> Exercise
Could you show each line of the records that contains the word "returns"?
*** Opening Dataset excerpts ***
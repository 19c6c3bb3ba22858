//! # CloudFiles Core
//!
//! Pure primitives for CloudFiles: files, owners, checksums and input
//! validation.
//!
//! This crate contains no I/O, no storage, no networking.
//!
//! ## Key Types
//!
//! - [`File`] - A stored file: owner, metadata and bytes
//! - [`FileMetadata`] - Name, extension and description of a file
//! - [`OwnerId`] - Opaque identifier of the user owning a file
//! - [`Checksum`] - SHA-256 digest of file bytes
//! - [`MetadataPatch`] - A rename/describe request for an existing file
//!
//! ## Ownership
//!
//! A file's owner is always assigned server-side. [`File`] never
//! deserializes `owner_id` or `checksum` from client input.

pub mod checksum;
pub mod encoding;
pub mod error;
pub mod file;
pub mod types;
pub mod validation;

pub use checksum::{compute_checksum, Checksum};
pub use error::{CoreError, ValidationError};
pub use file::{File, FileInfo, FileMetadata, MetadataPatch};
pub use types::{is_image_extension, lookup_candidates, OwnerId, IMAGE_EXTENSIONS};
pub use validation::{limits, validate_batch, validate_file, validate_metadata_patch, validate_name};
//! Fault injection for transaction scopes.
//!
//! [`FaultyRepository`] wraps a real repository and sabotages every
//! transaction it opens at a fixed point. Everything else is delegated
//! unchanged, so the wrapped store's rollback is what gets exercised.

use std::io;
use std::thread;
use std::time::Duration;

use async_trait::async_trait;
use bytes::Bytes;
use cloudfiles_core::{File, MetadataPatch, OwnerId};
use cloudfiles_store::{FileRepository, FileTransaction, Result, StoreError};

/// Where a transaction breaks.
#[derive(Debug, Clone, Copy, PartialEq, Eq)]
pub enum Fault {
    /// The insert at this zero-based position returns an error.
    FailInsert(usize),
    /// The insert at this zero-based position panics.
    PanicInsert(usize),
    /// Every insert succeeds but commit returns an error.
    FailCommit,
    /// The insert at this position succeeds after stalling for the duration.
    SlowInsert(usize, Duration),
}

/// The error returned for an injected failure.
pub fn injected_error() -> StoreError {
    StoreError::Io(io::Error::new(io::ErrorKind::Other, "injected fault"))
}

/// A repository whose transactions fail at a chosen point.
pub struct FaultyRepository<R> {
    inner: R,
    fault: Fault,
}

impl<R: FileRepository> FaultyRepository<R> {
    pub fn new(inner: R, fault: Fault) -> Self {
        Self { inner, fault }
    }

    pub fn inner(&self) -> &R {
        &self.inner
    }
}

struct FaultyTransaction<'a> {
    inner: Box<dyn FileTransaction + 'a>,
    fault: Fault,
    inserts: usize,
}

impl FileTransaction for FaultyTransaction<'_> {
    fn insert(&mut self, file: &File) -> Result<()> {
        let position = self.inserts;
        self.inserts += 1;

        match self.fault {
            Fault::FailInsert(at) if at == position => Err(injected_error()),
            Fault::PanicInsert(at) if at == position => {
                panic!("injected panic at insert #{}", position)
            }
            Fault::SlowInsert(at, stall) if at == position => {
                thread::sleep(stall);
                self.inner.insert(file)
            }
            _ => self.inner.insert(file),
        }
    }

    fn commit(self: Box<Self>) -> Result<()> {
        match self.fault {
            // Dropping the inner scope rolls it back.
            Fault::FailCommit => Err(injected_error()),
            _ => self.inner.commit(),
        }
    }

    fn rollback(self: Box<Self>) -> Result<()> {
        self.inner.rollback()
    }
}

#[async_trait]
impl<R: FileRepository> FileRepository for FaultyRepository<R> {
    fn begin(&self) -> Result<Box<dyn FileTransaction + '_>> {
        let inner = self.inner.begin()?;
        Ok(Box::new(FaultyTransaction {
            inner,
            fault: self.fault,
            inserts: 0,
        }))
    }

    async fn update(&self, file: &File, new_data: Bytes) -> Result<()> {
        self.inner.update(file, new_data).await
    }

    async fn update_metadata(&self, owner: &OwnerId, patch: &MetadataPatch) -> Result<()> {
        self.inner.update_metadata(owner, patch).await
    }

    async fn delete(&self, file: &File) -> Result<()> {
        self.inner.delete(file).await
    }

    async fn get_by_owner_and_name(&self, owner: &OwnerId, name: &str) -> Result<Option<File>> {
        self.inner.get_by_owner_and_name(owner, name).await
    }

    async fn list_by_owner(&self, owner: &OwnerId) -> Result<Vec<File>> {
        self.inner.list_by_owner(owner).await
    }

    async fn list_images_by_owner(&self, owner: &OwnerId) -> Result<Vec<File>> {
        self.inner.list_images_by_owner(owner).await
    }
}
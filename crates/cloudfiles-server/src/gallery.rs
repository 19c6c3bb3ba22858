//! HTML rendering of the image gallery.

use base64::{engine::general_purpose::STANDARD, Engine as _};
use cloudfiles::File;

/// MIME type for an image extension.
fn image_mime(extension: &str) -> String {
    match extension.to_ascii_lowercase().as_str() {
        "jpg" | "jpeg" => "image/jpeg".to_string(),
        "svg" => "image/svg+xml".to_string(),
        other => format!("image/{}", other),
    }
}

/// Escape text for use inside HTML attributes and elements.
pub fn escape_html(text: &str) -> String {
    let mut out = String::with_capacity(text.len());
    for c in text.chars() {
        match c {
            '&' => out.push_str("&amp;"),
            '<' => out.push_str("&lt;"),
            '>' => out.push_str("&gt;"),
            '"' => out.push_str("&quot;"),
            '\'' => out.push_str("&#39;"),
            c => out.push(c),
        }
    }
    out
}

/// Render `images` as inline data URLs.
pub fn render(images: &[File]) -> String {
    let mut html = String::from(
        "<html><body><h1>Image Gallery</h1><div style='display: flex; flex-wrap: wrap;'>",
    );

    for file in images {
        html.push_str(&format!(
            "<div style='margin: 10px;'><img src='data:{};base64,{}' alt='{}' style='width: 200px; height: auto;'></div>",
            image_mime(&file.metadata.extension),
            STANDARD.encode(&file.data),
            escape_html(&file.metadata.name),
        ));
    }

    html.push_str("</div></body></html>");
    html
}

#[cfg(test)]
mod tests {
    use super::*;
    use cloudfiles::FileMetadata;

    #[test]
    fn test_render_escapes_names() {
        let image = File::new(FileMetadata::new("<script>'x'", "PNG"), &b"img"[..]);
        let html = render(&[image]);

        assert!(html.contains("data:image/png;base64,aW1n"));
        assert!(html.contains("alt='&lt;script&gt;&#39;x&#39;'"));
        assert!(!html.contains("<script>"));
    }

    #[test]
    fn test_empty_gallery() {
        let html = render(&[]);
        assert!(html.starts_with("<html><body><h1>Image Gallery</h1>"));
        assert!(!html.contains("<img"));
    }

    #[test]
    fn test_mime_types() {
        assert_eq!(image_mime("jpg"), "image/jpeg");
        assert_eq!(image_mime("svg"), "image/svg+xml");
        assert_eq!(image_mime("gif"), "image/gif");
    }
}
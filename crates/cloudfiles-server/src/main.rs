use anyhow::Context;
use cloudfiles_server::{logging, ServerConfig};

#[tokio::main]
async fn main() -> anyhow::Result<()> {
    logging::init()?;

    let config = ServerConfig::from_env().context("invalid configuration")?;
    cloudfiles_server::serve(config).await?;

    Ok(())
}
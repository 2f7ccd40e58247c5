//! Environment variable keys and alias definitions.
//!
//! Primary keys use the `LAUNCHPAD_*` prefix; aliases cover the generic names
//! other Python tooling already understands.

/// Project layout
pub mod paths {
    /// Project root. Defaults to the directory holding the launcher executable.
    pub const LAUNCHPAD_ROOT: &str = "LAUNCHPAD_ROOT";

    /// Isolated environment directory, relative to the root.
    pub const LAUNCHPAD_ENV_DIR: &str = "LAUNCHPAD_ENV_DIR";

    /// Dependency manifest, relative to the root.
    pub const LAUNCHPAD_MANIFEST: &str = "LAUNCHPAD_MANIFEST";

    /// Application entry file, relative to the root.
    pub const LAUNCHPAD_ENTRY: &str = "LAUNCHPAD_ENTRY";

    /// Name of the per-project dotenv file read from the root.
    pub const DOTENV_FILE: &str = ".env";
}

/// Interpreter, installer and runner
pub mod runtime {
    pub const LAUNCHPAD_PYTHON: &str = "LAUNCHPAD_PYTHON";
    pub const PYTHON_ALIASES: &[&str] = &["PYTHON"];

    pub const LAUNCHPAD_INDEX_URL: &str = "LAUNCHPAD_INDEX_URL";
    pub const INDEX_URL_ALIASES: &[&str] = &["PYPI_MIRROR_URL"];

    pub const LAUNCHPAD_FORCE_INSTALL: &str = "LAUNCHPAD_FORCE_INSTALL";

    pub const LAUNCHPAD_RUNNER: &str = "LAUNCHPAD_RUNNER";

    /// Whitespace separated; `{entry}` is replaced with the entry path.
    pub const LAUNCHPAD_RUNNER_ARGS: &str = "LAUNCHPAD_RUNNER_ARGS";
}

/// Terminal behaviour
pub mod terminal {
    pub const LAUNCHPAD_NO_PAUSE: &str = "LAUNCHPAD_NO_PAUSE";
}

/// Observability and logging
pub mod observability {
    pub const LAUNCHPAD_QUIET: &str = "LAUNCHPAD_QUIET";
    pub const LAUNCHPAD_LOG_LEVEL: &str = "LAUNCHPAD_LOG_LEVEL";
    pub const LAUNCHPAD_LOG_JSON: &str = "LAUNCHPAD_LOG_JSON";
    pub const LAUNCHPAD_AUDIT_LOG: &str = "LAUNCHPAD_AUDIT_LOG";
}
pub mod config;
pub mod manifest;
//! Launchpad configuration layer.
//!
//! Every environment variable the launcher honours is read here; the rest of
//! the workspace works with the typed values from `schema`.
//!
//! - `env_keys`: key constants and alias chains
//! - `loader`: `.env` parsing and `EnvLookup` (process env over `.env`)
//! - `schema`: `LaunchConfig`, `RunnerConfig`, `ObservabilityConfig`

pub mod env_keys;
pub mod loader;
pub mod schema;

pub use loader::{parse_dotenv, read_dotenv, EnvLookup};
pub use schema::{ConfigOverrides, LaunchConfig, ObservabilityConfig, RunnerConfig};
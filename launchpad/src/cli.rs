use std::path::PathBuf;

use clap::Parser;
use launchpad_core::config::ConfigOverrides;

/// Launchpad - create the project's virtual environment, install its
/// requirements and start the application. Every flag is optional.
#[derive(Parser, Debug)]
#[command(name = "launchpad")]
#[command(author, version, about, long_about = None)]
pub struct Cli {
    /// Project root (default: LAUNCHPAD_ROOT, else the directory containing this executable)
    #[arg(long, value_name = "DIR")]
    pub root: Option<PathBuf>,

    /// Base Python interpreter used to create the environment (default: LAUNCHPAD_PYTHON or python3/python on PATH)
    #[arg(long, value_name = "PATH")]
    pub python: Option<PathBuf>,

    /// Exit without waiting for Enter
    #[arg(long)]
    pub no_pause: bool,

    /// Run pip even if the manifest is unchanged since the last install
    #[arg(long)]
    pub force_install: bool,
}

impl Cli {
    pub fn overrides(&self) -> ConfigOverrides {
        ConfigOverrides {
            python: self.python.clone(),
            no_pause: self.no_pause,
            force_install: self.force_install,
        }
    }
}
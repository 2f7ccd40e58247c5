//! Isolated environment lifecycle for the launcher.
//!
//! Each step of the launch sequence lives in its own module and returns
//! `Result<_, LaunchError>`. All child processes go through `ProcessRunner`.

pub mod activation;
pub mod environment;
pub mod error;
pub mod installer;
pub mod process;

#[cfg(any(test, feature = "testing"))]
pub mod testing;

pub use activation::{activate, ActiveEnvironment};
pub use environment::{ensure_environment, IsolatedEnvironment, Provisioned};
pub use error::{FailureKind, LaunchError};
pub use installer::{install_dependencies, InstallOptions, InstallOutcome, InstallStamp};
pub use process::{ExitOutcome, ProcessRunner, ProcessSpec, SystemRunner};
*** Closing Dataset excerpts ***
> Solution for this task
    /// The insert at this zero-based position returns an error.
    /// Every insert succeeds but commit returns an error.
//! Each step of the launch sequence lives in its own module and returns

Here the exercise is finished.